## Instructions to follow
Word for word, restate the lines from the start of the data below through the line containing "and SQL statements.".
Content starts
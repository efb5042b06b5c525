//! SQL migration definitions for the PactLens database.
//!
//! Migrations are applied in order on database open. Each migration has a
//! version number and a batch of SQL statements.

/// A database migration with a version and SQL statements.
pub(crate) struct Migration {
    pub version: u32,
    pub description: &'static str,
    pub sql: &'static str,
}

/// All migrations, in ascending version order.
pub(crate) fn all_migrations() -> Vec<Migration> {
    vec![Migration {
        version: 1,
        description: "Initial schema: documents, extractions, analyses",
        sql: r#"
-- Schema version tracking
CREATE TABLE IF NOT EXISTS schema_migrations (
    version   INTEGER PRIMARY KEY,
    applied_at TEXT NOT NULL DEFAULT (datetime('now'))
);

-- Uploaded contracts
CREATE TABLE IF NOT EXISTS documents (
    id             TEXT PRIMARY KEY,
    owner          TEXT NOT NULL,
    filename       TEXT NOT NULL,
    content_hash   TEXT NOT NULL,
    detected_type  TEXT,
    selected_party TEXT,
    created_at     TEXT NOT NULL
);

CREATE INDEX IF NOT EXISTS idx_documents_owner ON documents(owner);

-- Extracted text, one row per document
CREATE TABLE IF NOT EXISTS extractions (
    document_id TEXT PRIMARY KEY REFERENCES documents(id) ON DELETE CASCADE,
    text        TEXT NOT NULL,
    pages       INTEGER NOT NULL,
    created_at  TEXT NOT NULL
);

-- Analysis records. At most one per document: a concurrent second
-- full analysis fails on this constraint instead of duplicating.
CREATE TABLE IF NOT EXISTS analyses (
    id                      TEXT PRIMARY KEY,
    document_id             TEXT NOT NULL UNIQUE REFERENCES documents(id) ON DELETE CASCADE,
    detected_type           TEXT,
    parties_json            TEXT NOT NULL,
    score                   INTEGER,
    favorable               INTEGER,
    clauses_json            TEXT NOT NULL,
    risks_json              TEXT NOT NULL,
    opportunities_json      TEXT NOT NULL,
    summary                 TEXT,
    recommendations         TEXT,
    negotiation_points_json TEXT NOT NULL,
    created_at              TEXT NOT NULL,
    updated_at              TEXT NOT NULL
);

INSERT INTO schema_migrations (version) VALUES (1);
"#,
    }]
}
//! Normalization of external search payloads.
//!
//! Search backends disagree on response shape. [`normalize_results`] maps
//! every shape we know about onto a short list of [`RetrievedItem`]s.

use std::fmt::Write;

use pactlens_shared::Limits;
use serde::Serialize;
use serde_json::{Map, Value};

use crate::prompts::leading_chars;

/// Maximum number of results handed to the model.
pub const MAX_SOURCES: usize = 3;

/// Conventional names for the results array, tried in order.
const ARRAY_KEYS: [&str; 7] = [
    "results",
    "data",
    "items",
    "hits",
    "documents",
    "sources",
    "organic_results",
];

const TITLE_KEYS: [&str; 4] = ["title", "name", "heading", "headline"];
const CONTENT_KEYS: [&str; 6] = ["content", "snippet", "description", "text", "body", "summary"];
const URL_KEYS: [&str; 4] = ["url", "link", "href", "source"];

/// One search result projected onto the fields we use.
#[derive(Debug, Clone, PartialEq, Eq, Serialize)]
pub struct RetrievedItem {
    pub title: Option<String>,
    pub content: String,
    pub url: Option<String>,
}

/// Outcome of normalizing a search payload.
#[derive(Debug, Clone, PartialEq, Eq)]
pub enum NormalizedResults {
    Items(Vec<RetrievedItem>),
    /// No array anywhere; the raw string payload, truncated.
    Passthrough(String),
    Empty,
}

impl NormalizedResults {
    pub fn is_empty(&self) -> bool {
        matches!(self, Self::Empty)
    }

    pub fn items(&self) -> &[RetrievedItem] {
        match self {
            Self::Items(items) => items,
            _ => &[],
        }
    }

    /// Render as labeled text for the prompt. `None` when empty.
    pub fn render(&self) -> Option<String> {
        match self {
            Self::Empty => None,
            Self::Passthrough(text) => Some(format!("Source 1:\n{text}")),
            Self::Items(items) => {
                let mut out = String::new();
                for (i, item) in items.iter().enumerate() {
                    if i > 0 {
                        out.push('\n');
                    }
                    let _ = writeln!(
                        out,
                        "Source {}: {}",
                        i + 1,
                        item.title.as_deref().unwrap_or("Untitled")
                    );
                    let _ = writeln!(out, "{}", item.content);
                    if let Some(url) = &item.url {
                        let _ = writeln!(out, "URL: {url}");
                    }
                }
                Some(out)
            }
        }
    }
}

/// Normalize an arbitrary search payload.
///
/// Accepted shapes, in order of preference:
/// 1. a bare array;
/// 2. an object holding the array under a conventional key (`results`, `data`, ...);
/// 3. an object whose first array-valued field is taken as the results;
/// 4. a non-empty string, passed through truncated.
pub fn normalize_results(payload: &Value, limits: &Limits) -> NormalizedResults {
    if let Some(array) = find_results_array(payload) {
        let items: Vec<RetrievedItem> = array
            .iter()
            .filter_map(|entry| project(entry, limits.retrieval_item_chars))
            .take(MAX_SOURCES)
            .collect();
        return if items.is_empty() {
            NormalizedResults::Empty
        } else {
            NormalizedResults::Items(items)
        };
    }

    match payload {
        Value::String(text) if !text.trim().is_empty() => NormalizedResults::Passthrough(
            truncate(text.trim(), limits.retrieval_passthrough_chars),
        ),
        _ => NormalizedResults::Empty,
    }
}

fn find_results_array(payload: &Value) -> Option<&Vec<Value>> {
    match payload {
        Value::Array(array) => Some(array),
        Value::Object(object) => ARRAY_KEYS
            .iter()
            .find_map(|key| object.get(*key).and_then(Value::as_array))
            .or_else(|| object.values().find_map(Value::as_array)),
        _ => None,
    }
}

fn project(entry: &Value, max_chars: usize) -> Option<RetrievedItem> {
    match entry {
        Value::Object(fields) => {
            let title = first_text(fields, &TITLE_KEYS);
            let content = first_text(fields, &CONTENT_KEYS);
            if title.is_none() && content.is_none() {
                return None;
            }
            Some(RetrievedItem {
                title: title.map(str::to_string),
                content: truncate(content.unwrap_or_default(), max_chars),
                url: first_text(fields, &URL_KEYS).map(str::to_string),
            })
        }
        Value::String(text) if !text.trim().is_empty() => Some(RetrievedItem {
            title: None,
            content: truncate(text.trim(), max_chars),
            url: None,
        }),
        _ => None,
    }
}

fn first_text<'a>(fields: &'a Map<String, Value>, keys: &[&str]) -> Option<&'a str> {
    keys.iter().find_map(|key| {
        fields
            .get(*key)
            .and_then(Value::as_str)
            .map(str::trim)
            .filter(|s| !s.is_empty())
    })
}

fn truncate(text: &str, max_chars: usize) -> String {
    let cut = leading_chars(text, max_chars);
    if cut.len() < text.len() {
        format!("{cut}...")
    } else {
        cut.to_string()
    }
}

#[cfg(test)]
mod tests {
    use super::*;
    use serde_json::json;

    fn raw_items() -> Value {
        json!([
            {"title": "UK income tax rates", "snippet": "Basic rate 20%", "link": "https://gov.uk/tax"},
            {"name": "HMRC guidance", "description": "Higher rate 40%", "url": "https://hmrc.gov.uk"},
            {"headline": "Additional rate", "body": "45% over 125,140", "href": "https://example.com/a"},
            {"title": "Fourth result", "content": "dropped"}
        ])
    }

    #[test]
    fn equivalent_shapes_normalize_identically() {
        let limits = Limits::default();
        let bare = normalize_results(&raw_items(), &limits);
        let data = normalize_results(&json!({"data": raw_items()}), &limits);
        let results = normalize_results(&json!({"results": raw_items()}), &limits);

        assert_eq!(bare, data);
        assert_eq!(bare, results);

        let items = bare.items();
        assert_eq!(items.len(), MAX_SOURCES);
        assert_eq!(items[0].title.as_deref(), Some("UK income tax rates"));
        assert_eq!(items[0].content, "Basic rate 20%");
        assert_eq!(items[0].url.as_deref(), Some("https://gov.uk/tax"));
        assert_eq!(items[1].title.as_deref(), Some("HMRC guidance"));
        assert_eq!(items[2].url.as_deref(), Some("https://example.com/a"));
    }

    #[test]
    fn conventional_key_beats_earlier_array_field() {
        let payload = json!({"tags": ["a", "b"], "hits": [{"title": "Hit", "text": "body"}]});
        let normalized = normalize_results(&payload, &Limits::default());
        assert_eq!(normalized.items()[0].title.as_deref(), Some("Hit"));
    }

    #[test]
    fn first_array_field_is_adopted() {
        let payload = json!({"query": "x", "count": 1, "entries": [{"title": "Only", "summary": "s"}]});
        let normalized = normalize_results(&payload, &Limits::default());
        assert_eq!(normalized.items()[0].title.as_deref(), Some("Only"));
        assert_eq!(normalized.items()[0].content, "s");
    }

    #[test]
    fn string_payload_passes_through_truncated() {
        let limits = Limits {
            retrieval_passthrough_chars: 10,
            ..Limits::default()
        };
        let normalized = normalize_results(&json!("  plain text answer from search  "), &limits);
        assert_eq!(normalized, NormalizedResults::Passthrough("plain text...".into()));
        assert!(normalize_results(&json!("   "), &limits).is_empty());
        assert!(normalize_results(&json!({"status": "ok"}), &limits).is_empty());
    }

    #[test]
    fn content_is_truncated() {
        let limits = Limits {
            retrieval_item_chars: 5,
            ..Limits::default()
        };
        let normalized = normalize_results(&json!([{"title": "t", "content": "abcdefgh"}]), &limits);
        assert_eq!(normalized.items()[0].content, "abcde...");
    }

    #[test]
    fn render_labels_sources() {
        let rendered = normalize_results(&raw_items(), &Limits::default())
            .render()
            .unwrap();
        assert!(rendered.starts_with("Source 1: UK income tax rates\nBasic rate 20%\nURL: https://gov.uk/tax\n"));
        assert!(rendered.contains("Source 3: Additional rate"));
        assert!(!rendered.contains("Fourth result"));
        assert!(NormalizedResults::Empty.render().is_none());
    }
}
Content ends
## Answer for this exercise
repository efb5042b06b5c525
//! SQL migration definitions for the PactLens database.
//!
//! Migrations are applied in order on database open. Each migration has a
//! version number and a batch of SQL statements.

/// A database migration with a version and SQL statements.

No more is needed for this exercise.